Last Modified: Tuesday, September 1, 2009 at 11:49 a.m.
In his August 30 letter, J. Leroy Tillman writes that among the "major religions" Islam (founded in the 7th century) is the youngest one. What this point also makes clear, is that all the religions he mentions are rather old belief systems.
Since their creations we have developed new ways both to understand nature and
society, generally referred to as science The main feature of science, are not its specific findings, but the method used to develop its findings. All ideas need to be tested, and must be considered provisional since they may be replaced by new findings.
We have also developed systems of ethics, while similar to those found in many religions, do not depend on a deity for their inspiration. We have also learned, that some of the bloodiest conflicts in history, have been fought for religious principles, or at least, as Bob Dylan has sung, "with God on their side."
It should also be pointed out that Muslims have been the victims of intolerance as much as anyone, with the Crusades and current day beatings of immigrants in Europe being examples.
It was in good measure due to the awareness of this type of conflict, that our founding fathers established the principle of church and state.
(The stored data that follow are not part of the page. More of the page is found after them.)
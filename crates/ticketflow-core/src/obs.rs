//! Structured observability hooks for pipeline run lifecycle events.
//!
//! This module provides:
//! - Run-scoped tracing spans via `run_span`
//! - Emission functions for key lifecycle events: run start/finish, stage
//!   transitions, guarded-write failures
//!
//! Events are emitted at `info!` level (configurable via `RUST_LOG`).
//! For JSON output, pass `json = true` to `telemetry::init_tracing`.

use tracing::{error, info, warn};

/// Build the run-scoped tracing span for one pipeline run.
///
/// The engine instruments the run future with this span rather than holding
/// an entered guard, so spawned (Send) runs stay spawnable.
pub fn run_span(run_id: &str, ticket_id: &str) -> tracing::Span {
    tracing::info_span!("ticketflow.run", run_id = %run_id, ticket_id = %ticket_id)
}

/// Emit event: pipeline run started for a ticket.
pub fn emit_run_started(ticket_id: &str, priority: &str, environment: &str) {
    info!(
        event = "run.started",
        ticket_id = %ticket_id,
        priority = %priority,
        environment = %environment,
    );
}

/// Emit event: run finished with terminal status.
pub fn emit_run_finished(ticket_id: &str, status: &str, stages_completed: usize) {
    info!(
        event = "run.finished",
        ticket_id = %ticket_id,
        status = %status,
        stages_completed = stages_completed,
    );
}

/// Emit event: a stage began executing.
pub fn emit_stage_started(ticket_id: &str, stage: &str) {
    info!(event = "stage.started", ticket_id = %ticket_id, stage = %stage);
}

/// Emit event: a stage completed and its result was persisted.
pub fn emit_stage_completed(ticket_id: &str, stage: &str) {
    info!(event = "stage.completed", ticket_id = %ticket_id, stage = %stage);
}

/// Emit event: a stage failed (error level; the run is terminal).
pub fn emit_stage_failed(ticket_id: &str, stage: &str, error: &dyn std::fmt::Display) {
    error!(event = "stage.failed", ticket_id = %ticket_id, stage = %stage, error = %error);
}

/// Emit event: a guarded persistence operation failed.
pub fn emit_persistence_failed(operation: &str, ticket_id: &str, error: &dyn std::fmt::Display) {
    warn!(
        event = "persistence.failed",
        operation = %operation,
        ticket_id = %ticket_id,
        error = %error,
    );
}

/// Emit event: a best-effort bookkeeping write was dropped (warning level).
pub fn emit_best_effort_write_dropped(
    operation: &str,
    ticket_id: &str,
    error: &dyn std::fmt::Display,
) {
    warn!(
        event = "persistence.best_effort_dropped",
        operation = %operation,
        ticket_id = %ticket_id,
        error = %error,
    );
}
Since they also established freedom of speech, they recognized that these are two separate issues. While I respect the right of anyone to worship a diety(or deities) they wish to, and to do so in their homes or buildings designated for that purpose, dangers arise when believers move into the public arena and try to impose their views on others.
Public schools are especially to be excluded because of the dangers not only offending someone, but a concern for preventing violence. When I was in the 5th
through 12th grades, I am not sure I could have restrained myself if another student had a swastika or anti Semitic remark on a shirt. If not me, it would have been some other classmate. Don't you think the potential for some Islamic students to feel the same way exists?
It is also somewhat ironic that the current debate regarding the attribution of the devil to one group. This statement is unwarranted. However, the notion of a devil or satan is a construct of several religions. To those of us that believe in the need for evidence to establish something's existence, we have no worries about the devil.
Am I absolutely sure of my views of nature and society? I can't be given that science is the basis for many of my views and one of the current principles of modern science is uncertainty. While I am quite sure of what I believe, I can't be absolutely sure. If we all had at least some doubt, we would be less likely to try and impose our views on others.
Today unlike the periods when most religions were founded, we have weapons that can destroy life on this planet. It was this sobering thought that inspired Bill Maher's, otherwise, humorous look at religion, “Religulous.”